The Encore Society

The Encore Society

Write Like You Talk. Sell Like You Mean It.

A Coach’s Guide to Copywriting That Actually Sounds Like You

Jim Chianese's avatar
Jim Chianese
Mar 17, 2026
∙ Paid

Let me tell you about the worst copy I ever read.

It was written by a brilliant woman, 22 years of executive coaching, a client roster that would make your jaw drop, and a gift for cutting through corporate nonsense that I’ve rarely seen matched.

She sent me her website copy for feedback. I opened it. I read the first paragraph. Then I looked at the URL again to make sure I was on the right page.

It sounded like a bank brochure.

black pug yawning on Casper pet bed inside room
Photo by charlesdeluvio on Unsplash

Boring. A Yawn-Fest.

Phrases like ‘leveraging transformative synergies’ and ‘holistic methodological frameworks.’ Not a single laugh. Not a single human being in sight. She had somehow taken 22 years of warmth, wisdom, and hard-won real-world perspective... and sanitized every drop of it out.

Sound familiar?

Here’s the uncomfortable truth: most coaches over 50 write copy the same way they were taught to write in the 1980s. Formally. Distantly. Impressively. And unfortunately — invisibly.

Why Copywriting Is Just a Fancy Word for ‘Conversation’

David Ogilvy — the man who defined modern advertising, the patron saint of people who believe words actually matter — said something that I’ve carried with me for decades:

“The consumer isn’t a moron; she is your wife. You insult her intelligence if you assume that a mere slogan and a few vapid adjectives will persuade her to buy anything. She wants all the information you can give her.”

— David Ogilvy

What Ogilvy understood — and what most coaches miss entirely — is that copy is not a performance. It’s not a showcase. It’s a conversation with one specific human being who has a specific problem and is quietly wondering whether you understand them well enough to help.

When you write ‘I help high-achieving professionals unlock their potential,’ you haven’t written copy. You’ve written a LinkedIn headline that could apply to 400,000 coaches worldwide. Nobody reads that and thinks, ‘That’s exactly for me.’

When you write ‘If you’ve been the most capable person in every room for 20 years and still can’t figure out why you feel completely stuck — I know exactly why. And I know exactly what to do about it,’ now you’ve got somebody’s attention.

The Single Most Dangerous Word in Your Copy

That word is ‘I.’

Go look at your website right now. Count how many sentences start with ‘I.’

I’ll wait.

Done? If the number is above three, we have work to do.

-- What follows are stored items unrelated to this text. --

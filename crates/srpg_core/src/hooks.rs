//! Capability interfaces exposed by item and skill components.
//!
//! Each hook family is its own trait. A component advertises the families it
//! implements through the `as_*` accessors on [`Component`]; a `None` means
//! the component is skipped for that family rather than called with a
//! default. Hooks return [`HookResult`]; the dispatch helpers in this module
//! log failures and substitute the neutral contribution.

use thiserror::Error;

use crate::action::Action;
use crate::components::CombatMode;
use crate::data::Database;
use crate::equations::{EquationSystem, Formula, StatSource};
use crate::error::CombatError;
use crate::item::Item;
use crate::math::Fixed;
use crate::playback::CombatEvent;
use crate::skill::Skill;
use crate::unit::Unit;
use crate::world::World;

/// Failure raised inside a single hook.
#[derive(Debug, Error)]
#[error("{0}")]
pub struct HookError(pub String);

impl From<CombatError> for HookError {
    fn from(err: CombatError) -> Self {
        Self(err.to_string())
    }
}

/// Result type for hook calls.
pub type HookResult<T> = std::result::Result<T, HookError>;

// ============================================================================
// Contexts
// ============================================================================

/// Inputs to a combat modifier hook.
pub struct ModifierContext<'a> {
    /// Unit performing the strike.
    pub unit: &'a Unit,
    /// Item used for the strike.
    pub item: &'a Item,
    /// Unit being struck.
    pub target: &'a Unit,
    /// Role of `unit` in this strike.
    pub mode: CombatMode,
    /// Effective stats of `unit`.
    pub stats: &'a dyn StatSource,
    /// Equation registry for formula components.
    pub equations: &'a dyn EquationSystem,
}

impl ModifierContext<'_> {
    /// Evaluate a formula against the acting unit.
    ///
    /// # Errors
    ///
    /// Propagates formula evaluation failures.
    pub fn evaluate(&self, formula: &Formula) -> crate::error::Result<i32> {
        formula.evaluate(self.stats, self.equations)
    }
}

/// Inputs to a lifecycle hook. Always owned by a skill.
pub struct LifecycleContext<'a> {
    /// Content database.
    pub db: &'a Database,
    /// World state at the time the hook runs.
    pub world: &'a World,
    /// Encounter playback so far.
    pub playback: &'a [CombatEvent],
    /// Skill the component belongs to.
    pub skill: &'a Skill,
    /// Owner of the skill.
    pub unit: &'a Unit,
    /// Item the owner used in this encounter, if any.
    pub item: Option<&'a Item>,
    /// The owner's opponent, if any.
    pub target: Option<&'a Unit>,
    /// Role of the owner in the encounter.
    pub mode: CombatMode,
}

// ============================================================================
// Hook families
// ============================================================================

/// Situational adjustments to strike statistics.
pub trait CombatModifier {
    /// Added to accuracy.
    fn modify_accuracy(&self, _ctx: &ModifierContext<'_>) -> HookResult<i32> {
        Ok(0)
    }

    /// Added to crit accuracy.
    fn modify_crit_accuracy(&self, _ctx: &ModifierContext<'_>) -> HookResult<i32> {
        Ok(0)
    }

    /// Added to pre-mitigation might.
    fn modify_damage(&self, _ctx: &ModifierContext<'_>) -> HookResult<i32> {
        Ok(0)
    }

    /// Added to attack speed.
    fn modify_attack_speed(&self, _ctx: &ModifierContext<'_>) -> HookResult<i32> {
        Ok(0)
    }

    /// Multiplies post-mitigation damage.
    fn damage_multiplier(&self, _ctx: &ModifierContext<'_>) -> HookResult<Fixed> {
        Ok(Fixed::ONE)
    }
}

/// Hooks bracketing the phase loop: pre, start, ...phases..., end, post.
pub trait CombatLifecycle {
    /// Before any hook of the encounter.
    fn pre_combat(&self, _ctx: &LifecycleContext<'_>) -> HookResult<Vec<Action>> {
        Ok(Vec::new())
    }

    /// Right before the first phase.
    fn start_combat(&self, _ctx: &LifecycleContext<'_>) -> HookResult<Vec<Action>> {
        Ok(Vec::new())
    }

    /// Right after the last phase.
    fn end_combat(&self, _ctx: &LifecycleContext<'_>) -> HookResult<Vec<Action>> {
        Ok(Vec::new())
    }

    /// After end-of-combat hooks of every participant.
    fn post_combat(&self, _ctx: &LifecycleContext<'_>) -> HookResult<Vec<Action>> {
        Ok(Vec::new())
    }
}

/// Experience scaling.
pub trait ExpModifier {
    /// Scales experience the owner gains from fighting `target`.
    fn exp_multiplier(&self, _unit: &Unit, _target: &Unit) -> Fixed {
        Fixed::ONE
    }

    /// Scales experience an opponent gains from fighting the owner.
    fn enemy_exp_multiplier(&self, _unit: &Unit, _opponent: &Unit) -> Fixed {
        Fixed::ONE
    }
}

/// Flat stat adjustments visible to equations.
pub trait StatModifier {
    /// Amount added to `stat`.
    fn stat_change(&self, stat: &str) -> i32;
}

/// Runs when the owner is confirmed dying.
pub trait DeathHook {
    /// Actions to append for the owner's death.
    fn on_death(&self, unit: &Unit) -> Vec<Action>;
}

/// A value that implements some subset of the hook families.
pub trait Component {
    /// Short name used in logs.
    fn name(&self) -> &'static str;

    /// Combat modifier capability.
    fn as_modifier(&self) -> Option<&dyn CombatModifier> {
        None
    }

    /// Lifecycle capability.
    fn as_lifecycle(&self) -> Option<&dyn CombatLifecycle> {
        None
    }

    /// Experience capability.
    fn as_exp_modifier(&self) -> Option<&dyn ExpModifier> {
        None
    }

    /// Stat capability.
    fn as_stat_modifier(&self) -> Option<&dyn StatModifier> {
        None
    }

    /// Death capability.
    fn as_death_hook(&self) -> Option<&dyn DeathHook> {
        None
    }
}

// ============================================================================
// Guarded dispatch
// ============================================================================

/// Unwrap a hook result, logging a failure and returning `neutral` instead.
pub fn guarded<T>(hook: &'static str, component: &dyn Component, result: HookResult<T>, neutral: T) -> T {
    match result {
        Ok(value) => value,
        Err(err) => {
            tracing::warn!(hook, component = component.name(), error = %err, "Hook failed, ignoring its contribution");
            neutral
        }
    }
}

/// Sum an additive modifier hook over every source that implements it.
pub fn sum_modifiers<'a>(
    sources: impl IntoIterator<Item = &'a dyn Component>,
    hook: &'static str,
    call: impl Fn(&dyn CombatModifier) -> HookResult<i32>,
) -> i32 {
    sources
        .into_iter()
        .filter_map(|component| component.as_modifier().map(|m| guarded(hook, component, call(m), 0)))
        .fold(0i32, i32::saturating_add)
}

/// Multiply a multiplier hook over every source that implements it.
pub fn product_multipliers<'a>(
    sources: impl IntoIterator<Item = &'a dyn Component>,
    hook: &'static str,
    call: impl Fn(&dyn CombatModifier) -> HookResult<Fixed>,
) -> Fixed {
    sources
        .into_iter()
        .filter_map(|component| component.as_modifier().map(|m| guarded(hook, component, call(m), Fixed::ONE)))
        .fold(Fixed::ONE, Fixed::saturating_mul)
}

#[cfg(test)]
mod tests {
    use super::*;

    struct Broken;

    impl CombatModifier for Broken {
        fn modify_damage(&self, _ctx: &ModifierContext<'_>) -> HookResult<i32> {
            Err(HookError("malformed script".into()))
        }
    }

    impl Component for Broken {
        fn name(&self) -> &'static str {
            "broken"
        }

        fn as_modifier(&self) -> Option<&dyn CombatModifier> {
            Some(self)
        }
    }

    struct Plain;

    impl Component for Plain {
        fn name(&self) -> &'static str {
            "plain"
        }
    }

    #[test]
    fn test_guarded_uses_neutral_on_error() {
        let value = guarded("modify_damage", &Broken, Err(HookError("bad".into())), 0);
        assert_eq!(value, 0);
        assert_eq!(guarded("modify_damage", &Broken, Ok(5), 0), 5);
    }

    #[test]
    fn test_missing_capability_is_skipped() {
        let sources: Vec<&dyn Component> = vec![&Plain, &Plain];
        let total = sum_modifiers(sources, "modify_damage", |_| Ok(100));
        assert_eq!(total, 0);
    }

    #[test]
    fn test_failing_hook_contributes_nothing() {
        let sources: Vec<&dyn Component> = vec![&Broken, &Plain];
        let total = sum_modifiers(sources, "modify_damage", |_| Err(HookError("boom".into())));
        assert_eq!(total, 0);
        let sources: Vec<&dyn Component> = vec![&Broken];
        let product = product_multipliers(sources, "damage_multiplier", |_| Err(HookError("boom".into())));
        assert_eq!(product, Fixed::ONE);
    }
}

Great copy is about your reader, not about you. Every time you write ‘I have 25 years of experience,’ your reader’s brain hears: ‘This is about me, the coach.’ Every time you write ‘You’ve spent 25 years becoming the expert — and nobody’s paying you like it,’ the reader’s brain hears: ‘This person gets me.’

This is not a small distinction. It is the entire game.

“The most important word in the vocabulary of advertising is TEST. If you pretest your product with consumers and pretest your advertising, you will do well in the marketplace.”

— David Ogilvy

Ogilvy was talking about testing ad campaigns. I’m talking about testing your copy on a simpler metric: read it out loud. If it sounds like something you’d never actually say to a real human being over coffee, rewrite it.

The Five Elements of Copy That Actually Converts

After 30+ years working with coaches, consultants, and sales teams, I’ve distilled great coaching copy down to five non-negotiable elements. Miss any of them, and you’ll write the kind of copy that gets ‘likes’ but no clients.

1. A Hook That Stops the Scroll: Your first sentence has one job: make them read the second sentence. That’s it. Don’t impress them. Do not explain your methodology. Just make them curious enough to continue.

‘You spent 30 years building your expertise. Isn’t it time the right people finally paid for it?’

That’s a hook. It creates tension, it asks a question, and it points directly at the person you’re writing for.